El año pasado, Kirchner apareció en una foto de una cumbre regional con Chávez y
Evo Morales, el líder cocalero boliviano, que irrita a Washington por su
oposición al modelo neoliberal en América Latina.
Funcionarios estadounidenses han manifestado que una creciente alianza emerge en
América Latina entre Cuba, Venezuela, Brasil y Argentina, países que han girado
hacia la izquierda en los últimos años en contra de las políticas de libre
mercado impulsadas por Washington.
El entredicho entre Argentina y Estados Unidos contrasta con las relaciones
mantenidas en la década de 1990, cuando el vínculo entre el ex presidente Carlos
Menem con Wa- shington era tan cercano que llegó a denominarse ‘carnal’.
Argentina fue el único país de América del Sur que envió tropas para la primera
guerra del Golfo, en 1991.
La isla como
límite del giro a la izquierda
A cinco días de la cumbre de las Américas de
Monterrey, el jefe de la diplomacia estadounidense para América Latina, Roger
Noriega, arremetió contra el presidente venezolano Hugo Chávez y utilizó a
Argentina para recordar que Cuba es el límite tolerable para Wa- shington en el
giro a la izquierda latinoamericana.
En una conferencia el martes en el Consejo de las Américas Noriega criticó a
Venezuela y a Argentina por sus relaciones con el presidente Fidel Castro, a
quien calificó de ‘hombre destruido, viejo dictador pescando en aguas
revueltas’.
“Vamos a expresar nuestras inquietudes cuando las tengamos. Las tenemos, así que
mejor expresarlas en privado”, añadió Noriega.

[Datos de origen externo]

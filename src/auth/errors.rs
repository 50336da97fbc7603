//! # Access Errors
//!
//! Error types for the Access Filter.

use thiserror::Error;

/// Result type for access filtering
pub type AccessResult<T> = Result<T, AccessError>;

/// Access filter errors
#[derive(Debug, Clone, PartialEq, Eq, Error)]
pub enum AccessError {
    /// A field's read rule raised while evaluating. The field was denied.
    #[error("Read rule for field '{field}' failed: {message}")]
    RuleFailure { field: String, message: String },
}

impl AccessError {
    /// Create a rule failure error
    pub fn rule_failure(field: impl Into<String>, message: impl Into<String>) -> Self {
        Self::RuleFailure {
            field: field.into(),
            message: message.into(),
        }
    }

    /// Returns the HTTP status code for this error
    pub fn status_code(&self) -> u16 {
        match self {
            // Authorization machinery broke, not the caller
            AccessError::RuleFailure { .. } => 500,
        }
    }
}

#[cfg(test)]
mod tests {
    use super::*;

    #[test]
    fn test_rule_failure_is_system_error() {
        let err = AccessError::rule_failure("salary", "lookup failed");
        assert_eq!(err.status_code(), 500);
        assert!(err.to_string().contains("salary"));
    }
}
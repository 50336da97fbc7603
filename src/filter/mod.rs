//! # Filters
//!
//! Storage predicates and the translation of caller terms into them.

pub mod errors;
pub mod predicate;
pub mod translator;

pub use errors::{FilterError, FilterResult};
pub use predicate::{compare_json_values, Clause, FieldCondition, FilterOperator, Predicate};
pub use translator::{
    build_filter, resolve_find_options, FindOptions, PageOverrides, SortSpec, RESERVED_TERMS,
};
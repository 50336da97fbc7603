//! Single-document resolver

use std::sync::Arc;

use serde_json::Value;

use crate::auth::{check_document_access, restrict_viewable_fields};
use crate::collection::{document_id, Collection};
use crate::context::ExecutionContext;
use crate::filter::{Clause, FieldCondition, FindOptions, Predicate};
use crate::observability::{log_event_with_fields, Event};
use crate::schema::Document;

use super::errors::{ResolverError, ResolverResult};
use super::input::{SingleInput, SingleOutput};
use super::ResolverOptions;

/// Field used by slug selectors
const SLUG_FIELD: &str = "slug";

/// Fetches one document by id or slug
#[derive(Debug, Clone)]
pub struct SingleResolver {
    options: Arc<ResolverOptions>,
}

impl SingleResolver {
    pub(super) fn new(options: Arc<ResolverOptions>) -> Self {
        Self { options }
    }

    pub fn options(&self) -> &ResolverOptions {
        &self.options
    }

    /// Resolve a single lookup
    ///
    /// A miss resolves to `{ result: null }` only when `allow_null` is set;
    /// an empty selector is a miss. A document the principal may not view is
    /// a `PermissionDenied` error carrying nothing of the document.
    pub async fn resolve(
        &self,
        _root: &Value,
        input: SingleInput,
        ctx: &ExecutionContext,
    ) -> ResolverResult<SingleOutput> {
        let collection = self.options.collection(ctx)?;
        let cache_max_age = self.options.cache_hint(input.enable_cache, collection);

        let document = match self.fetch(&input, collection, ctx).await? {
            Some(doc) => doc,
            None if input.allow_null => {
                return Ok(SingleOutput {
                    result: None,
                    cache_max_age,
                })
            }
            None => {
                let selector = input.selector.describe();
                log_event_with_fields(
                    Event::DocumentNotFound,
                    &[("collection", collection.name()), ("selector", selector.as_str())],
                );
                return Err(ResolverError::NotFound {
                    collection: collection.name().to_string(),
                    selector,
                });
            }
        };

        let rule = self.options.access_rule(collection);
        if !check_document_access(&document, ctx.principal(), rule) {
            let request_id = ctx.request_id.to_string();
            log_event_with_fields(
                Event::AccessDenied,
                &[("collection", collection.name()), ("request_id", request_id.as_str())],
            );
            return Err(ResolverError::PermissionDenied {
                collection: collection.name().to_string(),
            });
        }

        let result =
            restrict_viewable_fields(&collection.metadata.schema, ctx.principal(), document)?;
        Ok(SingleOutput {
            result: Some(result),
            cache_max_age,
        })
    }

    async fn fetch(
        &self,
        input: &SingleInput,
        collection: &Collection,
        ctx: &ExecutionContext,
    ) -> ResolverResult<Option<Document>> {
        let loader = ctx
            .loader(collection.name())
            .ok_or_else(|| ResolverError::LoaderUnavailable(collection.name().to_string()))?;

        if let Some(id) = &input.selector.document_id {
            return Ok(loader.load(id).await?);
        }

        if let Some(slug) = &input.selector.slug {
            let predicate = Predicate::new().and(Clause::Field(FieldCondition::eq(
                SLUG_FIELD,
                Value::String(slug.clone()),
            )));
            let found = collection
                .storage
                .find(&predicate, &FindOptions::first())
                .await?
                .into_iter()
                .next();

            if let Some(doc) = &found {
                if let Some(id) = document_id(doc) {
                    loader.prime(id, doc.clone())?;
                }
            }
            return Ok(found);
        }

        Ok(None)
    }
}
//! Collection schemas
//!
//! Schemas are immutable after registration and read concurrently by every
//! request. A field that is not declared is never returned to a caller.

mod types;

pub use types::{
    Document, FieldDef, FieldType, ReadFn, ReadPredicate, ReadRule, Schema, ID_FIELD,
};
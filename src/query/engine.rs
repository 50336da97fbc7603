//! Query engine seam
//!
//! The engine executes query text against a context and reports
//! `{ data, errors }`. [`ResolverRouter`] is a small engine that serves the
//! default resolvers; deployments with a full schema engine plug in their own
//! [`QueryEngine`].

use std::collections::BTreeMap;
use std::future::Future;
use std::pin::Pin;
use std::sync::OnceLock;

use regex::Regex;
use serde::{Deserialize, Serialize};
use serde_json::{Map, Value};

use crate::collection::CollectionRegistry;
use crate::context::ExecutionContext;
use crate::resolvers::{
    get_default_resolvers, MultiInput, MultiResolver, ResolverError, ResolverOptions, SingleInput,
    SingleResolver,
};
use crate::settings::QueryConfig;

/// Boxed engine future
pub type EngineFuture<'a> = Pin<Box<dyn Future<Output = EngineResponse> + Send + 'a>>;

/// One execution request
#[derive(Debug, Clone, Copy)]
pub struct EngineRequest<'a> {
    pub query: &'a str,
    pub root: &'a Value,
    pub context: &'a ExecutionContext,
    pub variables: &'a Map<String, Value>,
}

/// Error descriptor reported by an engine
#[derive(Debug, Clone, PartialEq, Eq, Serialize, Deserialize)]
pub struct EngineError {
    pub message: String,

    #[serde(default, skip_serializing_if = "Vec::is_empty")]
    pub path: Vec<String>,

    /// Machine-readable code, when the failure has one
    #[serde(default, skip_serializing_if = "Option::is_none")]
    pub code: Option<String>,
}

impl EngineError {
    pub fn new(message: impl Into<String>) -> Self {
        Self {
            message: message.into(),
            path: Vec::new(),
            code: None,
        }
    }
}

/// Engine result
#[derive(Debug, Clone, Default, PartialEq, Serialize, Deserialize)]
pub struct EngineResponse {
    #[serde(default, skip_serializing_if = "Option::is_none")]
    pub data: Option<Value>,

    /// Ordered; the first entry is the one surfaced to callers
    #[serde(default, skip_serializing_if = "Vec::is_empty")]
    pub errors: Vec<EngineError>,
}

impl EngineResponse {
    pub fn data(data: Value) -> Self {
        Self {
            data: Some(data),
            errors: Vec::new(),
        }
    }

    pub fn error(error: EngineError) -> Self {
        Self {
            data: None,
            errors: vec![error],
        }
    }

    pub fn is_ok(&self) -> bool {
        self.errors.is_empty()
    }
}

/// Underlying query engine
pub trait QueryEngine: Send + Sync {
    fn execute<'a>(&'a self, request: EngineRequest<'a>) -> EngineFuture<'a>;
}

static ROOT_FIELD: OnceLock<Option<Regex>> = OnceLock::new();

/// First root field selected by a query, e.g. `movie` in
/// `query q($input: SingleMovieInput!) { movie(input: $input) { .. } }`
pub fn root_field(query: &str) -> Option<String> {
    ROOT_FIELD
        .get_or_init(|| Regex::new(r"^[^{]*\{\s*([A-Za-z_][A-Za-z0-9_]*)").ok())
        .as_ref()?
        .captures(query)
        .and_then(|c| c.get(1))
        .map(|m| m.as_str().to_string())
}

#[derive(Debug, Clone)]
enum Route {
    Single(SingleResolver),
    Multi(MultiResolver),
}

/// Engine dispatching root fields to default resolvers
///
/// `movie` routes to the single resolver of type `Movie`, `movies` to its
/// multi resolver. The field's argument is read from `variables.input` and
/// the whole resolver output is returned; selection sets are not applied.
#[derive(Debug, Clone, Default)]
pub struct ResolverRouter {
    routes: BTreeMap<String, Route>,
}

impl ResolverRouter {
    pub fn new() -> Self {
        Self::default()
    }

    /// Route every registered collection with the given config
    pub fn from_registry(registry: &CollectionRegistry, config: &QueryConfig) -> Self {
        registry.iter().fold(Self::new(), |router, collection| {
            let options = ResolverOptions::from(&collection.metadata).with_config(config.clone());
            router.with_resolvers(options)
        })
    }

    /// Add the default resolvers of one collection
    pub fn with_resolvers(mut self, options: ResolverOptions) -> Self {
        let single_field = crate::collection::camel_case(&options.type_name);
        let multi_field = format!("{}s", single_field);
        let resolvers = get_default_resolvers(options);

        self.routes
            .insert(single_field, Route::Single(resolvers.single.resolver));
        self.routes
            .insert(multi_field, Route::Multi(resolvers.multi.resolver));
        self
    }

    /// Root fields served
    pub fn fields(&self) -> Vec<String> {
        self.routes.keys().cloned().collect()
    }

    async fn dispatch(
        &self,
        field: &str,
        route: &Route,
        request: EngineRequest<'_>,
    ) -> EngineResponse {
        let input = request
            .variables
            .get("input")
            .cloned()
            .unwrap_or_else(|| Value::Object(Map::new()));

        let output = match route {
            Route::Single(resolver) => match serde_json::from_value::<SingleInput>(input) {
                Ok(input) => resolver
                    .resolve(request.root, input, request.context)
                    .await
                    .map(|out| serde_json::to_value(out).map_err(|e| e.to_string())),
                Err(e) => return invalid_input(field, e),
            },
            Route::Multi(resolver) => match serde_json::from_value::<MultiInput>(input) {
                Ok(input) => resolver
                    .resolve(request.root, input, request.context)
                    .await
                    .map(|out| serde_json::to_value(out).map_err(|e| e.to_string())),
                Err(e) => return invalid_input(field, e),
            },
        };

        match output {
            Ok(Ok(value)) => {
                let mut data = Map::new();
                data.insert(field.to_string(), value);
                EngineResponse::data(Value::Object(data))
            }
            Ok(Err(message)) => EngineResponse::error(EngineError {
                message,
                path: vec![field.to_string()],
                code: Some("SERIALIZATION_ERROR".to_string()),
            }),
            Err(err) => resolver_failure(field, err),
        }
    }
}

impl QueryEngine for ResolverRouter {
    fn execute<'a>(&'a self, request: EngineRequest<'a>) -> EngineFuture<'a> {
        Box::pin(async move {
            let field = match root_field(request.query) {
                Some(field) => field,
                None => {
                    return EngineResponse::error(EngineError::new(
                        "Syntax error: no root field selected",
                    ))
                }
            };
            match self.routes.get(&field) {
                Some(route) => self.dispatch(&field, route, request).await,
                None => EngineResponse::error(EngineError {
                    message: format!("Cannot query field \"{}\" on type \"Query\"", field),
                    path: vec![field.clone()],
                    code: None,
                }),
            }
        })
    }
}

fn invalid_input(field: &str, err: serde_json::Error) -> EngineResponse {
    resolver_failure(field, ResolverError::InvalidInput(err.to_string()))
}

fn resolver_failure(field: &str, err: ResolverError) -> EngineResponse {
    let mut data = Map::new();
    data.insert(field.to_string(), Value::Null);
    EngineResponse {
        data: Some(Value::Object(data)),
        errors: vec![EngineError {
            message: err.to_string(),
            path: vec![field.to_string()],
            code: Some(err.code().to_string()),
        }],
    }
}
//! Loader Batching Tests
//!
//! Per-request loader guarantees:
//! - Repeated and concurrent by-id lookups in one request share one fetch
//! - Nothing is cached across requests
//! - Storage failures reach the caller unchanged

use std::sync::Arc;

use aeroquery::collection::{
    CollectionMetadata, CollectionRegistry, InMemoryCollection, StorageAccessor, StorageError,
    StorageFuture,
};
use aeroquery::context::{ContextOverrides, ExecutionContext};
use aeroquery::filter::{FindOptions, Predicate};
use aeroquery::query::{QueryOneOptions, QueryRunner};
use aeroquery::resolvers::{get_default_resolvers, ResolverError, ResolverOptions, SingleInput};
use aeroquery::schema::{Document, FieldDef, Schema};
use aeroquery::settings::Settings;
use futures_util::future::join_all;
use serde_json::{json, Value};

// =============================================================================
// Helper Functions
// =============================================================================

fn movies_registry() -> (Arc<CollectionRegistry>, Arc<InMemoryCollection>) {
    let storage = Arc::new(
        InMemoryCollection::with_documents(vec![
            json!({"_id": "m1", "title": "Heat"}),
            json!({"_id": "m2", "title": "Alien"}),
            json!({"_id": "m3", "title": "Arrival"}),
        ])
        .unwrap(),
    );
    let meta = CollectionMetadata::new(
        "Movies",
        "Movie",
        Schema::new().with_field("title", FieldDef::string().public()),
    );
    let registry = CollectionRegistry::new()
        .with_collection(meta, storage.clone())
        .unwrap();
    (Arc::new(registry), storage)
}

fn options() -> ResolverOptions {
    ResolverOptions::new("Movie", "Movies")
}

// =============================================================================
// Coalescing Tests
// =============================================================================

/// Two sequential lookups of one id in one context fetch once.
#[tokio::test]
async fn test_sequential_single_lookups_fetch_once() {
    let (registry, storage) = movies_registry();
    let ctx = ExecutionContext::anonymous(registry);
    let single = get_default_resolvers(options()).single.resolver;

    single.resolve(&Value::Null, SingleInput::by_id("m1"), &ctx).await.unwrap();
    single.resolve(&Value::Null, SingleInput::by_id("m1"), &ctx).await.unwrap();

    assert_eq!(storage.stats().by_id_fetches(), 1);
}

/// Concurrent lookups of different ids in one context share a batch.
#[tokio::test]
async fn test_concurrent_single_lookups_share_batch() {
    let (registry, storage) = movies_registry();
    let ctx = ExecutionContext::anonymous(registry);
    let single = get_default_resolvers(options()).single.resolver;

    let lookups = ["m1", "m2", "m3", "m1"]
        .iter()
        .map(|id| single.resolve(&Value::Null, SingleInput::by_id(*id), &ctx));
    let results = join_all(lookups).await;

    assert!(results.iter().all(|r| r.is_ok()));
    assert_eq!(storage.stats().by_id_fetches(), 1);
}

// =============================================================================
// Isolation Tests
// =============================================================================

/// Each context starts with an empty cache.
#[tokio::test]
async fn test_contexts_do_not_share_cache() {
    let (registry, storage) = movies_registry();
    let single = get_default_resolvers(options()).single.resolver;

    let first = ExecutionContext::anonymous(registry.clone());
    single.resolve(&Value::Null, SingleInput::by_id("m1"), &first).await.unwrap();

    let second = ExecutionContext::anonymous(registry);
    single.resolve(&Value::Null, SingleInput::by_id("m1"), &second).await.unwrap();

    assert_eq!(storage.stats().by_id_fetches(), 2);
}

/// A write between two runner calls is visible to the second call.
#[tokio::test]
async fn test_runner_calls_see_fresh_data() {
    let (registry, storage) = movies_registry();
    let runner = QueryRunner::with_default_engine(registry, Settings::new()).unwrap();
    let runner = Arc::new(runner);
    let movies = runner.collection_query("Movies").unwrap();

    let before = movies.query_one("m1", QueryOneOptions::new()).await.unwrap().unwrap();
    assert_eq!(before["title"], "Heat");

    storage
        .insert(json!({"_id": "m1", "title": "Heat (1995)"}).as_object().cloned().unwrap())
        .unwrap();

    let after = movies
        .query_one("m1", QueryOneOptions::new().with_context(ContextOverrides::new().anonymous()))
        .await
        .unwrap()
        .unwrap();
    assert_eq!(after["title"], "Heat (1995)");
}

// =============================================================================
// Failure Propagation Tests
// =============================================================================

/// Backend that reports every operation as cancelled
struct CancelledStorage;

impl StorageAccessor for CancelledStorage {
    fn find_by_ids<'a>(&'a self, _ids: &'a [String]) -> StorageFuture<'a, Vec<Document>> {
        Box::pin(async { Err::<Vec<Document>, _>(StorageError::Cancelled) })
    }

    fn find<'a>(
        &'a self,
        _predicate: &'a Predicate,
        _options: &'a FindOptions,
    ) -> StorageFuture<'a, Vec<Document>> {
        Box::pin(async { Err::<Vec<Document>, _>(StorageError::Cancelled) })
    }
}

/// Cancellation from storage is propagated, not swallowed into a null.
#[tokio::test]
async fn test_cancellation_propagates() {
    let meta = CollectionMetadata::new("Movies", "Movie", Schema::new());
    let registry = Arc::new(
        CollectionRegistry::new()
            .with_collection(meta, Arc::new(CancelledStorage))
            .unwrap(),
    );
    let ctx = ExecutionContext::anonymous(registry);
    let single = get_default_resolvers(options()).single.resolver;

    let err = single
        .resolve(&Value::Null, SingleInput::by_id("m1").allow_null(), &ctx)
        .await
        .unwrap_err();

    assert_eq!(err, ResolverError::Storage(StorageError::Cancelled));
}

Sobre Chávez, Noriega recordó que considera a Castro un mentor y un socio y eso
es perturbante, aunque dijo no tener pruebas.
Añadió: “aquellos que están desestabilizando gobiernos democráticamente electos,
interfiriendo en los asuntos internos, están jugando con fuego”.
Las declaraciones culminan una semana de referencias de EE UU a Cuba y a
Venezuela como supuestos financiadores del líder cocalero boliviano Evo Morales.